Building a Credit Map of the UK

To improve CPA by 25%

Byron Tassoni-Resch

February 15, 2022

Reading time: 10 minutes

Introduction

Our client, who wishes to remain anonymous, is disrupting their industry by being able to provide popular goods at a significantly lower monthly cost.

They do this by leasing their products. In order to do this successfully, they perform a soft credit check on all applications to ensure monthly payments are affordable and to protect them against fraud. 

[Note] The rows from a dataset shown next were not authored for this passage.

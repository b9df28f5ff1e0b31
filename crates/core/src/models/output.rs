use serde::{Deserialize, Serialize};

use crate::models::task::Task;

#[derive(Debug, Clone, Copy, Serialize, Deserialize, PartialEq, Eq)]
#[serde(rename_all = "snake_case")]
pub enum OutputType {
    Success,
    Error,
}

/// Runner 的执行结果
///
/// `Error` 类型的输出只会把任务标记为 `Errored`，不会产生失败任务记录。
#[derive(Debug, Clone, Serialize, Deserialize, PartialEq)]
pub struct Output {
    pub task: Task,
    pub output: Option<String>,
    pub output_type: OutputType,
}

impl Output {
    pub fn success(task: Task, output: Option<String>) -> Self {
        Self {
            task,
            output,
            output_type: OutputType::Success,
        }
    }

    pub fn error(task: Task, output: Option<String>) -> Self {
        Self {
            task,
            output,
            output_type: OutputType::Error,
        }
    }

    pub fn is_success(&self) -> bool {
        matches!(self.output_type, OutputType::Success)
    }
}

If users are accepted, a full search will then be conducted.

The Challenge

Conversions within Google Ads were tracked at 2 levels:

  1. Application (soft credit check) – High volume and therefore was being used as the main conversion event.
  2. Sale (received product) – Lower volume (and inconsistent). Primarily used for reporting purposes rather than optimisation, due to these problems

 

Because a soft credit check is conducted, not all users who apply will become customers, in fact, a large proportion of applications are not suitable. 

 

The challenge that our client found was that although there was a high volume of application conversions being passed back into the account, the majority of users within these conversions were not passing the soft credit check. And therefore by optimising towards this event the Google Ads bidding strategies did not provide consistent performance (due to the unpredictable outcome of the credit check).

 

The volume of sales conversion events (i.e. users who received the product) was much lower, and the reduced volume and stability of the conversion meant that our client was not able to find  an efficient way to drive performance which would allow it to scale. 

 

The client and WeDiscover then started to work together to solve this challenge

 

We wanted to find a way to layer in targeting to find the right users who would benefit from our client’s unique product & at the same time, make paid search more efficient for our client. 

 

The primary objective was to reduce the overall CPA and ensure that paid search could scale as our client grew. 

 

Further iterations and bidding reviews would then be tested once significant volumes could be consistently achieved. 

The Solution

Since efficiency-based bidding strategies were not working for our client as expected in this case, we decided to go back to first principles.

How could we increase the likelihood that a customer interacting with our ad had a higher than average chance of passing the initial soft credit check? 

 

Our belief was that if we could increase the number of users who passed the initial soft credit check we would be able to drastically improve the sales CPA, which would then unlock more budget and the ability to scale the account. 

 

We had two key initiatives for finding these users:

  1. By building a credit map of the UK, we could find users who were more likely to pass the soft credit check based on their location and adjust our activity accordingly. 
  2. Leveraging Google audiences to adjust our activity based on a user’s similarity to those that have successfully ordered a product from our client. 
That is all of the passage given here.